**THE PROBLEM:**
Copy out all lines bearing the word "value" from the listing below.

**RECORDS PROVIDED:**

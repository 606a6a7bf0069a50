//! Pay-to-public-key-hash addresses

use std::fmt;
use std::str::FromStr;

use serde::{Deserialize, Serialize};
use thiserror::Error;

use super::base58::{decode_check, encode_address_payload, Base58Error};
use super::hash::double_sha256;
use super::keys::PublicKey;

/// Address errors
#[derive(Error, Debug, Clone, PartialEq, Eq)]
pub enum AddressError {
    #[error("Unknown address version byte: 0x{0:02x}")]
    UnknownVersion(u8),
    #[error("Invalid address payload length: {0}")]
    InvalidLength(usize),
    #[error("Unknown network: {0}")]
    UnknownNetwork(String),
    #[error("Base58 error: {0}")]
    Base58(#[from] Base58Error),
}

/// Network selector; decides the address version byte
#[derive(Debug, Clone, Copy, PartialEq, Eq, Hash, Default, Serialize, Deserialize)]
#[serde(rename_all = "lowercase")]
pub enum Network {
    #[default]
    Main,
    Test,
}

impl Network {
    pub fn version_byte(&self) -> u8 {
        match self {
            Network::Main => 0x00,
            Network::Test => 0x6f,
        }
    }

    pub fn from_version_byte(version: u8) -> Option<Self> {
        match version {
            0x00 => Some(Network::Main),
            0x6f => Some(Network::Test),
            _ => None,
        }
    }
}

impl fmt::Display for Network {
    fn fmt(&self, f: &mut fmt::Formatter<'_>) -> fmt::Result {
        match self {
            Network::Main => write!(f, "main"),
            Network::Test => write!(f, "test"),
        }
    }
}

impl FromStr for Network {
    type Err = AddressError;

    fn from_str(s: &str) -> Result<Self, Self::Err> {
        match s.to_ascii_lowercase().as_str() {
            "main" | "mainnet" => Ok(Network::Main),
            "test" | "testnet" => Ok(Network::Test),
            _ => Err(AddressError::UnknownNetwork(s.to_string())),
        }
    }
}

/// Base58Check address for a 20-byte public key hash
pub fn hash160_to_address(hash: &[u8; 20], network: Network) -> String {
    let mut payload = [0u8; 25];
    payload[0] = network.version_byte();
    payload[1..21].copy_from_slice(hash);
    let checksum = double_sha256(&payload[..21]);
    payload[21..].copy_from_slice(&checksum[..4]);
    encode_address_payload(&payload)
}

/// Derive an address from a public key
pub fn public_key_to_address(public_key: &PublicKey, network: Network, compressed: bool) -> String {
    hash160_to_address(&public_key.hash160(compressed), network)
}

/// Parse an address into its network and public key hash
pub fn decode_address(address: &str) -> Result<(Network, [u8; 20]), AddressError> {
    let data = decode_check(address)?;
    if data.len() != 21 {
        return Err(AddressError::InvalidLength(data.len()));
    }
    let network = Network::from_version_byte(data[0]).ok_or(AddressError::UnknownVersion(data[0]))?;
    let mut hash = [0u8; 20];
    hash.copy_from_slice(&data[1..]);
    Ok((network, hash))
}
//! secp256k1 curve points and group law
//!
//! Curve: `y² = x³ + 7` over the field prime `p`. Points use affine
//! coordinates; the identity is its own variant rather than a sentinel
//! coordinate pair.

use std::ops::{Add, Neg};

use thiserror::Error;

use super::field::{FieldElement, Scalar, GROUP_ORDER};
use super::uint::U256;

/// Curve coefficient `a` in `y² = x³ + ax + b`
pub const CURVE_A: u64 = 0;

/// Curve coefficient `b` in `y² = x³ + ax + b`
pub const CURVE_B: u64 = 7;

/// The standard base point `G`
pub const GENERATOR: Point = Point::Affine {
    x: FieldElement::from_reduced(U256::from_limbs([
        0x59F2815B16F81798,
        0x029BFCDB2DCE28D9,
        0x55A06295CE870B07,
        0x79BE667EF9DCBBAC,
    ])),
    y: FieldElement::from_reduced(U256::from_limbs([
        0x9C47D08FFB10D4B8,
        0xFD17B448A6855419,
        0x5DA4FBFC0E1108A8,
        0x483ADA7726A3C465,
    ])),
};

/// Curve errors
#[derive(Error, Debug, Clone, PartialEq, Eq)]
pub enum CurveError {
    #[error("Point is not on the curve")]
    NotOnCurve,
}

/// A point on secp256k1
///
/// The group law assumes every `Affine` value satisfies the curve equation.
/// `Point::new` checks it; building `Point::Affine` directly does not, so
/// coordinates from untrusted input must go through `new` or `is_on_curve`.
#[derive(Debug, Clone, Copy, PartialEq, Eq, Hash)]
pub enum Point {
    /// The identity element
    Infinity,
    Affine { x: FieldElement, y: FieldElement },
}

impl Point {
    /// Create an affine point, checking the curve equation
    pub fn new(x: FieldElement, y: FieldElement) -> Result<Self, CurveError> {
        let point = Point::Affine { x, y };
        if point.is_on_curve() {
            Ok(point)
        } else {
            Err(CurveError::NotOnCurve)
        }
    }

    /// The group order `n`
    pub fn order() -> U256 {
        GROUP_ORDER.value()
    }

    pub fn is_infinity(&self) -> bool {
        matches!(self, Point::Infinity)
    }

    pub fn x(&self) -> Option<FieldElement> {
        match self {
            Point::Infinity => None,
            Point::Affine { x, .. } => Some(*x),
        }
    }

    pub fn y(&self) -> Option<FieldElement> {
        match self {
            Point::Infinity => None,
            Point::Affine { y, .. } => Some(*y),
        }
    }

    pub fn is_on_curve(&self) -> bool {
        match self {
            Point::Infinity => true,
            Point::Affine { x, y } => {
                y.square() == x.square() * *x + FieldElement::from_u64(CURVE_B)
            }
        }
    }

    /// Group addition
    pub fn add_point(&self, other: &Point) -> Point {
        let (x1, y1, x2, y2) = match (self, other) {
            (Point::Infinity, _) => return *other,
            (_, Point::Infinity) => return *self,
            (Point::Affine { x: x1, y: y1 }, Point::Affine { x: x2, y: y2 }) => {
                (*x1, *y1, *x2, *y2)
            }
        };

        // Vertical line: P + (-P), which also covers doubling a point with y = 0
        if x1 == x2 && (y1 + y2).is_zero() {
            return Point::Infinity;
        }

        let slope = if x1 == x2 {
            // P == Q: tangent slope (3x² + a) / 2y, with a = 0 and y ≠ 0 here
            let numerator = FieldElement::from_u64(3) * x1.square();
            numerator * (y1 + y1).inv0()
        } else {
            (y2 - y1) * (x2 - x1).inv0()
        };

        let x3 = slope.square() - x1 - x2;
        let y3 = slope * (x1 - x3) - y1;
        Point::Affine { x: x3, y: y3 }
    }

    pub fn double(&self) -> Point {
        self.add_point(self)
    }

    pub fn negate(&self) -> Point {
        match self {
            Point::Infinity => Point::Infinity,
            Point::Affine { x, y } => Point::Affine { x: *x, y: -*y },
        }
    }

    /// Scalar multiplication by double-and-add.
    ///
    /// Bits of `k` are consumed from least to most significant. `k` is used
    /// as given; it is not reduced modulo the group order.
    pub fn multiply(&self, k: &U256) -> Point {
        let mut result = Point::Infinity;
        let mut addend = *self;
        for i in 0..k.bits() {
            if k.bit(i) {
                result = result.add_point(&addend);
            }
            addend = addend.double();
        }
        result
    }

    pub fn mul_scalar(&self, k: &Scalar) -> Point {
        self.multiply(&k.value())
    }
}

impl Add for Point {
    type Output = Point;

    fn add(self, rhs: Point) -> Point {
        self.add_point(&rhs)
    }
}

impl Neg for Point {
    type Output = Point;

    fn neg(self) -> Point {
        self.negate()
    }
}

**TASK RESULT:**
/// The group law assumes every `Affine` value satisfies the curve equation.
        GROUP_ORDER.value()
        self.multiply(&k.value())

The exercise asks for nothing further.